Figure 1. Neuropathological finding showing changes corresponding to Creutzfeldt-Jakob disease: (a) Diffuse synaptic positivity and enhanced perivacuolar ‘patchy’ positivity and ‘plaque-like’ positive structures in cerebral cortex, stained with monoclonal antibody (12F10) against prion protein, original magnification 200. (b-c) Diffuse synaptic positivity and enhanced perivacuolar ‘patchy’ positivity and ‘plaque-like’ positive structures in striatum, stained with monoclonal antibody (6H4) against prion protein, original magnification 200x and H&E staining, original magnification 100x
Figure 2. Neuropathological finding corresponding to concomitant tauopathies: (a) Deposits of hyperphosphorylated tau protein in the amygdala corresponding to primary age-related tauopathy (PART); staining with monoclonal antibody against hyperphosphorylated tau (AT8), original magnification 100x. (b) Deposits of hyperphosphorylated tau protein in the amygdala corresponding to age-related tau astrogliopathy (ARTAG); staining with monoclonal antibody against hyperphosphorylated tau (AT8), original magnification 100x
Discussion
Concomitant neurodegenerative tauopathy is a relatively constant finding in inherited PrP amyloidosis, especially GSS [Citation4]. The presence of tauopathy in CJD has been documented relatively recently.
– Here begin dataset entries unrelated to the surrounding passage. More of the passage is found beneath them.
#[cfg(test)]
mod tests {
    use super::*;

    fn block(v: f32) -> Block {
        [v; RENDER_QUANTUM]
    }

    fn dc(v: f32) -> AudioBuffer {
        let mut b = AudioBuffer::new(2, RENDER_QUANTUM, 44100);
        b.channel_mut(0).fill(v);
        b.channel_mut(1).fill(v);
        b
    }

    #[test]
    fn lowpass_passes_dc() {
        let mut f = Biquad::default();
        let mut out = AudioBuffer::new(2, RENDER_QUANTUM, 44100);
        for _ in 0..20 {
            f.process(44100.0, &dc(1.0), &block(5000.0), &block(0.0), &block(0.0), &block(0.0), &mut out);
        }
        assert!((out.channel(0)[RENDER_QUANTUM - 1] - 1.0).abs() < 1e-3);
    }

    #[test]
    fn highpass_blocks_dc() {
        let mut f = Biquad {
            filter_type: FilterType::Highpass,
            ..Default::default()
        };
        let mut out = AudioBuffer::new(2, RENDER_QUANTUM, 44100);
        for _ in 0..20 {
            f.process(44100.0, &dc(1.0), &block(1000.0), &block(0.0), &block(0.0), &block(0.0), &mut out);
        }
        assert!(out.channel(1)[RENDER_QUANTUM - 1].abs() < 1e-3);
    }

    #[test]
    fn shelves_are_unity_at_zero_gain() {
        for ft in [FilterType::Lowshelf, FilterType::Highshelf, FilterType::Peaking] {
            let [b0, b1, b2, a1, a2] = coefficients(ft, 44100.0, 1000.0, 1.0, 0.0);
            assert!((b0 - 1.0).abs() < 1e-9, "{:?}", ft);
            assert!((b1 - a1).abs() < 1e-9);
            assert!((b2 - a2).abs() < 1e-9);
        }
    }

    #[test]
    fn shaper_identity_curve() {
        let curve = [-1.0, 0.0, 1.0];
        assert_eq!(shape(&curve, 0.5), 0.5);
        assert_eq!(shape(&curve, -2.0), -1.0);
        assert_eq!(shape(&curve, 3.0), 1.0);
    }

    #[test]
    fn soft_knee_is_continuous() {
        let below = gain_reduction(-30.0, -24.0, 12.0, 4.0);
        assert_eq!(below, 0.0);
        let edge = gain_reduction(-18.0, -24.0, 12.0, 4.0);
        let just_above = gain_reduction(-17.999, -24.0, 12.0, 4.0);
        assert!((edge - just_above).abs() < 1e-2);
        assert!((gain_reduction(0.0, -20.0, 0.0, 4.0) + 15.0).abs() < 1e-9);
    }

    #[test]
    fn compressor_reduces_loud_signal() {
        let mut c = Compressor::default();
        let mut out = AudioBuffer::new(2, RENDER_QUANTUM, 44100);
        for _ in 0..50 {
            c.process(
                44100.0,
                &dc(1.0),
                &block(-24.0),
                &block(0.0),
                &block(12.0),
                &block(0.003),
                &block(0.25),
                &mut out,
            );
        }
        assert!(out.channel(0)[0] < 0.2);
        assert!(c.reduction_db < -18.0);
    }

    #[test]
    fn delay_outputs_after_delay_time() {
        let mut d = DelayLine::new(1000);
        let mut impulse = AudioBuffer::new(2, RENDER_QUANTUM, 1000);
        impulse.channel_mut(0)[0] = 1.0;
        let mut out = AudioBuffer::new(2, RENDER_QUANTUM, 1000);
        d.process(1000.0, &impulse, &block(0.01), &block(0.0), &mut out);
        assert!((out.channel(0)[10] - 1.0).abs() < 1e-6);
        assert!(out.channel(0)[9].abs() < 1e-6);
        assert_eq!(out.channel(1)[10], 0.0);
    }

    #[test]
    fn delay_feedback_repeats() {
        let mut d = DelayLine::new(1000);
        let mut impulse = AudioBuffer::new(2, RENDER_QUANTUM, 1000);
        impulse.channel_mut(0)[0] = 1.0;
        let mut out = AudioBuffer::new(2, RENDER_QUANTUM, 1000);
        d.process(1000.0, &impulse, &block(0.01), &block(0.5), &mut out);
        assert!((out.channel(0)[20] - 0.5).abs() < 1e-6);
    }

    #[test]
    fn centre_pan_is_transparent() {
        let mut out = AudioBuffer::new(2, RENDER_QUANTUM, 44100);
        pan(&dc(0.5), &block(0.0), &mut out);
        assert!((out.channel(0)[0] - 0.5).abs() < 1e-6);
        assert!((out.channel(1)[0] - 0.5).abs() < 1e-6);
    }

    #[test]
    fn hard_left_pan() {
        let mut out = AudioBuffer::new(2, RENDER_QUANTUM, 44100);
        pan(&dc(0.5), &block(-1.0), &mut out);
        assert!((out.channel(0)[0] - 1.0).abs() < 1e-6);
        assert!(out.channel(1)[0].abs() < 1e-6);
    }

    #[test]
    fn analyser_measures_and_passes_through() {
        let mut a = Analyser::new();
        let mut out = AudioBuffer::new(2, RENDER_QUANTUM, 44100);
        a.process(&dc(0.25), &mut out);
        assert_eq!(out.channel(0)[5], 0.25);
        assert!((a.peak - 0.25).abs() < 1e-6);
        assert!((a.rms - 0.25).abs() < 1e-6);
        let mut hist = [0.0f32; 4];
        a.time_domain(&mut hist);
        assert_eq!(hist, [0.25; 4]);
    }

    #[test]
    fn sine_starts_at_zero_and_stays_in_range() {
        let mut osc = Oscillator::default();
        let mut out = AudioBuffer::new(2, RENDER_QUANTUM, 44100);
        osc.process(44100.0, 0..RENDER_QUANTUM, &block(440.0), &block(0.0), &mut out);
        assert!(out.channel(0)[0].abs() < 1e-6);
        assert!(out.channel(0).iter().all(|s| s.abs() <= 1.0));
    }

    #[test]
    fn oscillator_writes_only_active_range() {
        let mut osc = Oscillator {
            waveform: Waveform::Square,
            ..Default::default()
        };
        let mut out = AudioBuffer::new(2, RENDER_QUANTUM, 44100);
        osc.process(44100.0, 64..RENDER_QUANTUM, &block(100.0), &block(0.0), &mut out);
        assert!(out.channel(0)[..64].iter().all(|&s| s == 0.0));
        assert!(out.channel(0)[70] > 0.5);
    }

    #[test]
    fn buffer_player_ends() {
        let buf = Arc::new(AudioBuffer::from_planes(vec![vec![0.5; 10]], 44100));
        let mut p = BufferPlayer {
            buffer: Some(buf),
            ..Default::default()
        };
        let mut out = AudioBuffer::new(2, RENDER_QUANTUM, 44100);
        p.process(44100.0, 0..RENDER_QUANTUM, &block(1.0), &mut out);
        assert!(p.ended);
        assert_eq!(out.channel(1)[9], 0.5);
        assert_eq!(out.channel(0)[10], 0.0);
    }
}
//! Synthesis and playback engine for the beatgrid step sequencer.
//!
//! Builds each triggered voice as a short-lived fragment of a unit graph,
//! recycles units through a pool, routes voices through per-track buses
//! and a fixed master chain, and schedules steps ahead of the audio clock.
//! The same graph renders in realtime ([`Engine`]) and offline
//! ([`export`]).

pub mod caches;
pub mod config;
mod effects;
mod engine;
mod error;
mod frame;
pub mod graph;
mod master_bus;
mod mixer;
mod offline;
pub mod pool;
mod release_queue;
mod synth;
mod track_bus;
pub mod transport;
pub mod voices;

pub use caches::SynthCaches;
pub use config::{
    CompressorSettings, EngineConfig, ExportConfig, MasterConfig, MetronomeConfig, TransportConfig,
    VoiceMakeup,
};
pub use effects::EffectChain;
pub use engine::Engine;
pub use error::EngineError;
pub use frame::Frame;
pub use master_bus::MasterBus;
pub use mixer::Mixer;
pub use offline::export;
pub use pool::{PoolStats, ResourcePool, POOL_SIZE};
pub use release_queue::{PendingRelease, ReleaseQueue};
pub use synth::SynthContext;
pub use track_bus::TrackBus;
pub use transport::{Playhead, StepEvent, Transport};
pub use voices::{trigger, Scheduled};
The small neuritic profiles are regarded as the most frequent type of tau immunoreactivity in CJD brains [Citation7,Citation10]. Tau protein deposits in CJD are mostly present as tiny rod or stump-like punctate inclusions in the neuropil or as thin neuritic threads [Citation7,Citation10,Citation11]. The morphology and density of hyperphosphorylated tau deposits correspond to the pattern of PrPSc deposition and the morphology of PrPSc aggregates [Citation11]. Higher density of PrPSc deposits and small plaque-like deposits are associated with stronger tau protein deposition, while perineuronal PrPSc aggregates were associated with lower tau aggregate densities. So, for a long time it was thought that only prion disease-forming plaques are able to generate phospho-tau deposits, whereas forms with PrP synaptic deposits may not be able to do so [Citation12]. Later, in a study comparing histopathological findings in the brain tissue of cases with sCJD and cases with inherited CJD and vCJD, the presence of hyperphosphorylated tau deposits was also demonstrated in sCJD with synaptic or pericellular PrP [Citation11]. These correlated with small tau granules showing homogeneous distribution, while coarse granular PrPSc colocalized with larger and well discernible tau granules [Citation11]. Another finding of this study was that tau deposition in sCJD are not limited to the hippocampus and neocortical structures, but also involve the granular, molecular and Purkinje cell layers of the cerebellum [Citation11]. When evaluating the degree of pathological tau protein involvement, tauopathy was much more pronounced in sCJD subtypes associated with strain V2 (i.e., subtypes VV2 and MV2K) in which accumulated PrPSc is present in the form of kuru-like plaques and plaque-like deposits [Citation11]. This fact together with the high prevalence of tauopathy in PrP-amyloidosis suggests a possible relationship between structural properties of PrPSc aggregates and pathological conformation of tau protein.
Much less is known about the presence of NFT pathology in sCJD. NFT pathology is one of the main features of ageing brain and the hierarchy of its development is well documented in the frame of pathology related to Alzheimer disease. This process that starts in the entorhinal cortex and spreads over the limbic system and finally extends into neocortical regions has been characterized in detail and formalized in a staging system by Braak and Braak [Citation13,Citation14]. NFT pathology is a very common finding in PrP amyloidosis especially in GGS.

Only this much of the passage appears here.